Purpose/Objective(s): Hepatocellular carcinoma (HCC) with portal vein tumor thrombosis (PVTT) in the first branches (Vp3), or in the main trunk (Vp4), is associated with a particularly poor prognosis and can be fatal. Effective therapeutic options are limited. This randomized, open-label study investigated first-line toripalimab plus radiotherapy versus sorafenib in patients with HCC with PVTT of Vp3-4.

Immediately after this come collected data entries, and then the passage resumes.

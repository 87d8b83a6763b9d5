//! Tree rewrite between the Java and Tuff shapes.
//!
//! [`hoist`] takes the `root` node produced by the Java reader and returns
//! a tree the Tuff writer accepts:
//!
//! - `package` and `whitespace` children are dropped,
//! - `import` children are collected into an [`ImportRegistry`] and replaced
//!   by one `extern let` node per namespace at the top of the tree; an
//!   import with no namespace is dropped,
//! - every `class` node, at any depth, becomes an `object`.

use reword_syntax::Node;
use serde::Serialize;

/// Leaves imported from one namespace.
#[derive(Debug, Clone, PartialEq, Eq, Serialize)]
pub struct Namespace {
    pub segments: Vec<String>,
    pub leaves: Vec<String>,
}

/// Imports grouped by namespace, in first-seen order.
#[derive(Debug, Clone, Default, PartialEq, Eq, Serialize)]
pub struct ImportRegistry {
    namespaces: Vec<Namespace>,
}

impl ImportRegistry {
    pub fn new() -> Self {
        Self::default()
    }

    /// Record `leaf` under `segments`. A leaf already listed there is kept once.
    pub fn record(&mut self, segments: Vec<String>, leaf: String) {
        match self.namespaces.iter_mut().find(|ns| ns.segments == segments) {
            Some(namespace) => {
                if !namespace.leaves.contains(&leaf) {
                    namespace.leaves.push(leaf);
                }
            }
            None => self.namespaces.push(Namespace {
                segments,
                leaves: vec![leaf],
            }),
        }
    }

    pub fn namespaces(&self) -> &[Namespace] {
        &self.namespaces
    }

    /// Leaves recorded under exactly `segments`.
    pub fn leaves(&self, segments: &[&str]) -> Option<&[String]> {
        self.namespaces
            .iter()
            .find(|ns| ns.segments.iter().map(String::as_str).eq(segments.iter().copied()))
            .map(|ns| ns.leaves.as_slice())
    }

    pub fn is_empty(&self) -> bool {
        self.namespaces.is_empty()
    }

    pub fn len(&self) -> usize {
        self.namespaces.len()
    }

    /// One `extern let` node per namespace.
    fn extern_lets(&self) -> impl Iterator<Item = Node> + '_ {
        self.namespaces.iter().map(|ns| {
            Node::of_kind("extern let")
                .with_list(
                    "children",
                    ns.leaves
                        .iter()
                        .map(|leaf| Node::new().with_string("child", leaf.as_str()))
                        .collect(),
                )
                .with_list(
                    "namespace",
                    ns.segments
                        .iter()
                        .map(|segment| Node::new().with_string("segment", segment.as_str()))
                        .collect(),
                )
        })
    }
}

/// A rewritten tree together with the imports lifted out of it.
#[derive(Debug, Clone, PartialEq)]
pub struct Transformed {
    pub tree: Node,
    pub imports: ImportRegistry,
}

/// Rewrite a Java `root` node into Tuff shape.
pub fn hoist(tree: Node) -> Transformed {
    let mut tree = tree;
    let children = tree.take_list("children").unwrap_or_default();

    let mut imports = ImportRegistry::new();
    let mut kept = Vec::with_capacity(children.len());
    for child in children {
        if child.is("package") || child.is("whitespace") {
            continue;
        }
        if child.is("import") {
            record_import(&mut imports, &child);
            continue;
        }
        kept.push(retype_classes(child));
    }

    for namespace in imports.namespaces() {
        tracing::debug!(
            namespace = %namespace.segments.join("."),
            leaves = namespace.leaves.len(),
            "hoisted imports"
        );
    }

    let children = imports.extern_lets().chain(kept).collect();
    Transformed {
        tree: tree.with_list("children", children),
        imports,
    }
}

fn record_import(imports: &mut ImportRegistry, import: &Node) {
    let mut segments: Vec<String> = import
        .find_list("segments")
        .unwrap_or_default()
        .iter()
        .filter_map(|segment| segment.find_string("segment"))
        .map(String::from)
        .collect();
    let Some(leaf) = segments.pop() else {
        tracing::warn!("import without segments skipped");
        return;
    };
    if segments.is_empty() {
        // `extern let { X } = ;` has no target form.
        tracing::warn!(leaf = %leaf, "import outside any namespace skipped");
        return;
    }
    imports.record(segments, leaf);
}

/// Turn every `class` into an `object`, descending through list fields.
fn retype_classes(node: Node) -> Node {
    let mut node = if node.is("class") {
        node.retype("object")
    } else {
        node
    };
    let keys: Vec<String> = node.list_keys().map(String::from).collect();
    for key in keys {
        let items = node.take_list(&key).unwrap_or_default();
        let items = items.into_iter().map(retype_classes).collect();
        node = node.with_list(key, items);
    }
    node
}
//! Traits for language readers and writers.

use crate::node::Node;
use crate::outcome::Outcome;

/// A reader lexes source text into a tree.
pub trait Reader: Send + Sync {
    /// Language identifier (e.g., "java").
    fn language(&self) -> &'static str;

    /// File extensions this reader handles (e.g., &["java"]).
    fn extensions(&self) -> &'static [&'static str];

    /// Lex source text into a tree.
    fn read(&self, source: &str) -> Outcome<Node>;
}

/// A writer generates target text from a tree.
pub trait Writer: Send + Sync {
    /// Language identifier (e.g., "tuff").
    fn language(&self) -> &'static str;

    /// File extension for output (e.g., "tuff").
    fn extension(&self) -> &'static str;

    /// Generate text from a tree.
    fn write(&self, tree: &Node) -> Outcome<String>;
}
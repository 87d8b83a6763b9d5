//! Output backends for code generation.
//!
//! Each backend takes an IR [`Schema`](crate::ir::Schema) and produces code.
//! All backends implement the [`Backend`](crate::traits::Backend) trait for
//! uniform access via the registry.

// Rust
#[cfg(feature = "backend-rust")]
pub mod rust;

#[cfg(feature = "backend-rust")]
pub use rust::{RUST_BACKEND, RustBackend, RustOptions, generate_rust};
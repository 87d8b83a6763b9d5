//! Input format parsers.
//!
//! Each parser reads a schema format and produces an IR [`Schema`](crate::ir::Schema).

mod grammar;

pub use grammar::{ParseError, parse_grammar};
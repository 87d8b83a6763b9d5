//! Segmenting text into statement-level chunks.
//!
//! A [`Splitter`] cuts text into segments for a list rule and names the
//! delimiter used to join generated segments back together. Splitting empty
//! text yields no segments, so an empty list round-trips through `""`.
//!
//! [`FoldingSplitter`] walks the text one character at a time through a
//! [`Folder`], which decides where segments end. [`StatementFolder`] closes
//! segments on top-level `;` and on the `}` that closes an outermost block,
//! and never looks inside string or character literals.

use std::fmt;
use std::str::Chars;

pub trait Splitter: Send + Sync + fmt::Debug {
    fn split(&self, input: &str) -> Vec<String>;

    /// Text placed between generated segments.
    fn delimiter(&self) -> &str;
}

/// Splits on every occurrence of a fixed literal.
#[derive(Debug, Clone)]
pub struct DelimiterSplitter {
    delimiter: String,
}

impl DelimiterSplitter {
    pub fn new(delimiter: impl Into<String>) -> Self {
        Self {
            delimiter: delimiter.into(),
        }
    }
}

impl Splitter for DelimiterSplitter {
    fn split(&self, input: &str) -> Vec<String> {
        if input.is_empty() {
            return Vec::new();
        }
        input.split(self.delimiter.as_str()).map(String::from).collect()
    }

    fn delimiter(&self) -> &str {
        &self.delimiter
    }
}

/// Scan state threaded through a [`Folder`].
pub struct Cursor<'a> {
    input: Chars<'a>,
    buffer: String,
    depth: usize,
    segments: Vec<String>,
}

impl<'a> Cursor<'a> {
    pub fn new(input: &'a str) -> Self {
        Self {
            input: input.chars(),
            buffer: String::new(),
            depth: 0,
            segments: Vec::new(),
        }
    }

    /// Take the next character without recording it.
    pub fn pop(&mut self) -> Option<char> {
        self.input.next()
    }

    pub fn append(&mut self, c: char) {
        self.buffer.push(c);
    }

    /// Take the next character and record it in the current segment.
    pub fn pop_and_append(&mut self) -> Option<char> {
        let c = self.pop()?;
        self.append(c);
        Some(c)
    }

    /// Close the current segment.
    pub fn advance(&mut self) {
        self.segments.push(std::mem::take(&mut self.buffer));
    }

    pub fn enter(&mut self) {
        self.depth += 1;
    }

    pub fn exit(&mut self) {
        self.depth = self.depth.saturating_sub(1);
    }

    /// At top level, outside every block.
    pub fn is_level(&self) -> bool {
        self.depth == 0
    }

    /// Inside exactly one block.
    pub fn is_shallow(&self) -> bool {
        self.depth == 1
    }

    fn finish(mut self) -> Vec<String> {
        if !self.buffer.is_empty() {
            self.advance();
        }
        self.segments
    }
}

/// Decides, character by character, where segments end.
pub trait Folder: Send + Sync + fmt::Debug {
    fn fold(&self, cursor: &mut Cursor<'_>, c: char);
}

/// Splits by running a [`Folder`] over every character.
#[derive(Debug, Clone)]
pub struct FoldingSplitter<F> {
    folder: F,
}

impl<F: Folder> FoldingSplitter<F> {
    pub fn new(folder: F) -> Self {
        Self { folder }
    }
}

impl FoldingSplitter<StatementFolder> {
    pub fn statements() -> Self {
        Self::new(StatementFolder)
    }
}

impl<F: Folder> Splitter for FoldingSplitter<F> {
    fn split(&self, input: &str) -> Vec<String> {
        let mut cursor = Cursor::new(input);
        while let Some(c) = cursor.pop() {
            self.folder.fold(&mut cursor, c);
        }
        cursor.finish()
    }

    fn delimiter(&self) -> &str {
        ""
    }
}

/// Statement and block boundaries for brace-delimited languages.
#[derive(Debug, Clone, Copy, Default)]
pub struct StatementFolder;

impl StatementFolder {
    /// After an opening `'`: one character, or a backslash and the
    /// character it escapes, then the closing quote.
    fn fold_char_literal(cursor: &mut Cursor<'_>) {
        let Some(first) = cursor.pop_and_append() else {
            return;
        };
        if first == '\\' {
            cursor.pop_and_append();
        }
        cursor.pop_and_append();
    }

    /// After an opening `"`: everything up to the first unescaped `"`.
    fn fold_string_literal(cursor: &mut Cursor<'_>) {
        while let Some(next) = cursor.pop_and_append() {
            if next == '\\' {
                cursor.pop_and_append();
            } else if next == '"' {
                break;
            }
        }
    }
}

impl Folder for StatementFolder {
    fn fold(&self, cursor: &mut Cursor<'_>, c: char) {
        cursor.append(c);
        match c {
            '\'' => Self::fold_char_literal(cursor),
            '"' => Self::fold_string_literal(cursor),
            ';' if cursor.is_level() => cursor.advance(),
            '}' if cursor.is_shallow() => {
                cursor.exit();
                cursor.advance();
            }
            '{' => cursor.enter(),
            '}' => cursor.exit(),
            _ => {}
        }
    }
}
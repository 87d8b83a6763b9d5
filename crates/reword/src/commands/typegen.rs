//! Typegen command - generate typed AST code from a grammar file.

use crate::config::RewordConfig;
use crate::error::Error;
use clap::Args;
use reword_typegen::{RustOptions, Schema, generate_rust, get_backend, parse_grammar};
use std::path::PathBuf;

/// Typegen command arguments
#[derive(Debug, Args)]
pub struct TypegenArgs {
    /// Grammar file, use - for stdin
    pub grammar: PathBuf,

    /// Output file (stdout if not specified)
    #[arg(short, long)]
    pub output: Option<PathBuf>,

    /// Backend to generate with (default: rust)
    #[arg(short, long)]
    pub backend: Option<String>,

    /// Path of the tree type used by the rust backend
    #[arg(long)]
    pub node_path: Option<String>,
}

/// Generate code for `schema` with the named backend.
///
/// The rust backend honours the configured node path and derives; other
/// registered backends run with their own defaults.
pub fn generate(schema: &Schema, backend: &str, options: RustOptions) -> Result<String, Error> {
    if backend == "rust" {
        return Ok(generate_rust(schema, &options));
    }
    let backend = get_backend(backend).ok_or_else(|| Error::UnknownBackend(backend.to_string()))?;
    Ok(backend.generate(schema))
}

/// Run the typegen command
pub fn run(args: TypegenArgs, config: &RewordConfig) -> Result<(), Error> {
    let content = super::read_input(&args.grammar)?;
    let schema = parse_grammar(&content).map_err(|source| Error::Grammar {
        path: args.grammar.clone(),
        source,
    })?;

    let defaults = RustOptions::default();
    let options = RustOptions {
        node_path: args
            .node_path
            .or_else(|| config.typegen.node_path.clone())
            .unwrap_or(defaults.node_path),
        derives: config.typegen.derives.clone().unwrap_or(defaults.derives),
    };
    let backend = args
        .backend
        .or_else(|| config.typegen.backend.clone())
        .unwrap_or_else(|| "rust".to_string());

    tracing::debug!(backend = %backend, types = schema.definitions.len(), "generating types");
    let code = generate(&schema, &backend, options)?;

    match args.output {
        Some(path) => {
            super::write_output(&path, &code)?;
            eprintln!(
                "Generated {} -> {} ({})",
                args.grammar.display(),
                path.display(),
                backend
            );
        }
        None => print!("{code}"),
    }
    Ok(())
}
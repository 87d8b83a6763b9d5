//! Build script for reword - compiles the Java grammar into typed AST nodes.

use reword_typegen::{RustOptions, generate_rust, parse_grammar};
use std::path::PathBuf;

const GRAMMAR: &str = "grammar/java.grammar";

fn main() {
    println!("cargo:rerun-if-changed={GRAMMAR}");

    let source = std::fs::read_to_string(GRAMMAR)
        .unwrap_or_else(|e| panic!("failed to read {GRAMMAR}: {e}"));
    let schema = parse_grammar(&source).unwrap_or_else(|e| panic!("{GRAMMAR}: {e}"));
    let code = generate_rust(&schema, &RustOptions::default());

    let out_dir = PathBuf::from(std::env::var("OUT_DIR").expect("OUT_DIR is set by cargo"));
    std::fs::write(out_dir.join("java_ast.rs"), code).expect("failed to write java_ast.rs");
}
//! Registry for code generation backends.

use crate::traits::Backend;
use std::sync::{OnceLock, PoisonError, RwLock};

/// Global registry of backends.
static BACKENDS: RwLock<Vec<&'static dyn Backend>> = RwLock::new(Vec::new());
static INITIALIZED: OnceLock<()> = OnceLock::new();

/// Register a custom backend.
///
/// Built-in backends are registered automatically on first use.
pub fn register_backend(backend: &'static dyn Backend) {
    init_builtin();
    BACKENDS
        .write()
        .unwrap_or_else(PoisonError::into_inner)
        .push(backend);
}

/// Initialize built-in backends (called automatically on first use).
fn init_builtin() {
    INITIALIZED.get_or_init(|| {
        #[cfg(feature = "backend-rust")]
        {
            BACKENDS
                .write()
                .unwrap_or_else(PoisonError::into_inner)
                .push(&crate::output::rust::RUST_BACKEND);
        }
    });
}

/// Get a backend by name.
pub fn get_backend(name: &str) -> Option<&'static dyn Backend> {
    init_builtin();
    BACKENDS
        .read()
        .unwrap_or_else(PoisonError::into_inner)
        .iter()
        .find(|b| b.name() == name)
        .copied()
}

/// List all registered backends.
pub fn backends() -> Vec<&'static dyn Backend> {
    init_builtin();
    BACKENDS
        .read()
        .unwrap_or_else(PoisonError::into_inner)
        .clone()
}

/// List all registered backend names.
pub fn backend_names() -> Vec<&'static str> {
    init_builtin();
    BACKENDS
        .read()
        .unwrap_or_else(PoisonError::into_inner)
        .iter()
        .map(|b| b.name())
        .collect()
}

Materials/Methods: This randomized, open-label Phase 3 study was conducted at one specialist cancer hospital in China. Adults (18–80 years) with HCC and Vp3 or 4 PVTT were randomized (2:1) to either toripalimab (240 mg by IV every 3 weeks) combined with radiotherapy (40-60 Gy in 10 fractions), or sorafenib 400 mg orally twice daily. The primary endpoint was time to progression (time from enrolment to disease progression), per RECIST v1.1, evaluated in all patients assigned to treatment. The trial was terminated when the protocol-defined stopping rule was met at the first interim analysis, reported here.

Results: From March 10, 2021 to March 27, 2024, 68 patients were screened and 36 (males: n=33; females: n=3) randomized to toripalimab plus radiotherapy (n=25) or sorafenib (n=11). At this interim analysis, (data cut-off: December 27, 2024), the median TTP was significantly longer in the toripalimab plus radiotherapy group (median follow-up: 17.9 months) versus sorafenib (median follow-up: 10.9 months): 5.6 versus 0.9 months, HR 0.155 (95% CI (0.068-0.352); P<0.001. Prolong median overall survival time was observed in for toripalimab plus radiotherapy versus sorafenib (not reached versus 10.9 months; HR 0.120 (95% CI 0.032–0.447); P<0.001). The independent review committee (IRC)-assessed best response assessed by RECIST v1.1, showed a significantly higher ORR (44.0% vs. 9.1%, P=0.041) and disease control rate (DCR) (72.0% vs. 27.3%, P=0.012) for patients in the toripalimab plus radiotherapy group versus the sorafenib group. A similar result was observed using mRECIST, but the difference in ORR between the two groups did not reach significance (52% vs. 18.2%; P=0.058). The DCR for PVTT was significantly higher in the toripalimab plus radiotherapy group compared to the sorafenib group by RECIST v1.1 and mRECIST (100% vs. 54.5% P<0.001, 100% vs. 63.6%, P=0.001).AEs were experienced by 88% (n=22) and 64% (n=7), and Grade =3 AEs by 24.0% (n=6) and 36.4% (n=4), of patients in the toripalimab plus radiotherapy and sorafenib groups, respectively. There were no treatment-related deaths.After the discussion of the independent data monitoring committee meeting, the trial was terminated.

Conclusion: Toripalimab plus radiotherapy resulted in a clinically meaningful improvement in time to progression compared with sorafenib in patients with HCC and Vp3/4 PVTT and represents a promising treatment for this patient population, who have a very poor prognosis and limited evidence-based treatment options. The study was registered at ClinicalTrials.gov (NCT04709380).